電通グループは、「2024メディアトレンド調査 ~The Pace of Progress(進歩のスピード)~」を発表した。同調査では、dentsuのインターナショナル・マーケットにおけるメディアエージェンシーであるCarat、dentsu X、iProspectを中心とした専門家がグローバルに蓄積した知見に基づき、メディア業界における10の重要な変化の要因を予測・紹介している。
 
同調査の、2024年以降のメディア業界の方向性に関する主な予測は、以下の通り。

1. 生成AI技術が主役に

生成AI技術は、過去10年間で最も革新的な進歩と言える。

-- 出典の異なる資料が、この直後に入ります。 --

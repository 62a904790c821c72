//! Domain layer - pure release resolution logic
//!
//! This module contains business logic with no external I/O.
//! Collaborators (environment, image and resource-name resolution) are
//! traits, so everything here can be unit tested with small fakes.

pub mod descriptor;
pub mod download_urls;
pub mod environment;
pub mod image;
pub mod login;
pub mod resolver;
pub mod validation;
pub mod watch_policy;

// Re-export commonly used types
pub use descriptor::{ArtifactDescriptor, DescriptorBase, DescriptorFactory};
pub use environment::{EnvironmentLookup, Orchestrator, OrchestratorDetector};
pub use image::{ContainerImageResolver, PromotedImageResolver};
pub use login::{select_login, LoginDescriptor};
pub use resolver::{ConfigurationResolver, ResourceNameResolver};
pub use watch_policy::{StageOutcome, StageWatchPolicy};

現役マーティング担当者の63%が、「自社ですでに生成AI技術を活用し始めている」と回答しており、今後数年以内にこの技術はメディア業界の仕事で中心的な役割を占めることが予想されている。

同技術は、検索をはじめ、クリエイティブ、メディアプランニングや制作など、多岐にわたるメディア業務の効率化を新たな次元へと引き上げることを期待されている。トレンドの詳細は以下の通り。

トレンド1:生成検索(ジェネレーティブサーチ)の台頭
生成AI技術は、検索エンジンからEコマース・プラットフォームまで、生活者が情報にアクセスする方法を変革する。

トレンド2:クリエイティビティの再構築
コンテンツや映像制作、コピーライティングなどを通じて、生成AI技術が人間の創造性を強化する。

トレンド3:生成の最適化
生成AI技術を活用することによって、広告制作、ターゲティング、効果測定の最適化を実現し、大規模かつ迅速に行うことを可能にする。

2. 収益化に向けた競争の激化

2024年にはプラットフォーマー間の競争が激化し、各プラットフォーマーはより高い収益を得るために、データ保護の徹底、ユーザーの理解、広告提供の強化に一層リソースを投下すると予想されている。トレンドの詳細は以下の通り。

トレンド4:類似アプリの乱立
各SNS・アプリの機能やデザインなどが類似してくることで、更なる差別化により、生活者の関心をいかに引き付けるかが、ブランドにとって重要になる。

トレンド5:データ保護の更なる強化(クローズドプラットフォームからクローズドパイプラインへ)
プラットフォームがデータ保護をより強化することで、データ保護と利活用におけるバランスが大きな課題となっていく。

トレンド6:アイデンティティへの再注目
サードパーティCookie使用の非推奨化が進むなか、メディアプラットフォームによるユーザーデータの収集・分析(ピープルインテリジェンス)が倍増する。

トレンド7:より多くの広告とより多くのリターン
多くのプラットフォームにおいて、新たな領域に広告を拡大し、その結果、新たなフォーマット、配信機会、そしてリスクも生まれていく。

3. インテグリティ・エコノミクスがブランドにとって不可欠に

2024年の成長は収益性だけでなく、ブランドの社会に対するサステナブルな貢献についても注目されている。社会と政治の分極化が進み、気候変動が深刻化するなか、生活者とブランドにとってより炭素効率が高く、多様で安全なオンライン空間を構築することが成功のカギとなる。トレンドの詳細は以下の通り。

トレンド8:成長への新たな局面へ
メディア消費の多様化とパーソナル化が進むなか、ブランドは生き残るために生活者のニーズとアイデンティティを反映し、適応していく必要がある。

トレンド9:より安全に、より良く、より速く、より強く
急速に変化するデジタル環境における、ブランドアシュアランス(ブランド保護)の新たな展開は、生活者とブランドの双方にとってより安全な環境の構築に貢献している。

トレンド10:注目度を高め、排出量を削減
ブランドがカーボンメディアの効率化戦略を実施する際、注目度を高めるための最適化が広告効果を通じて脱炭素化につながることが想定される。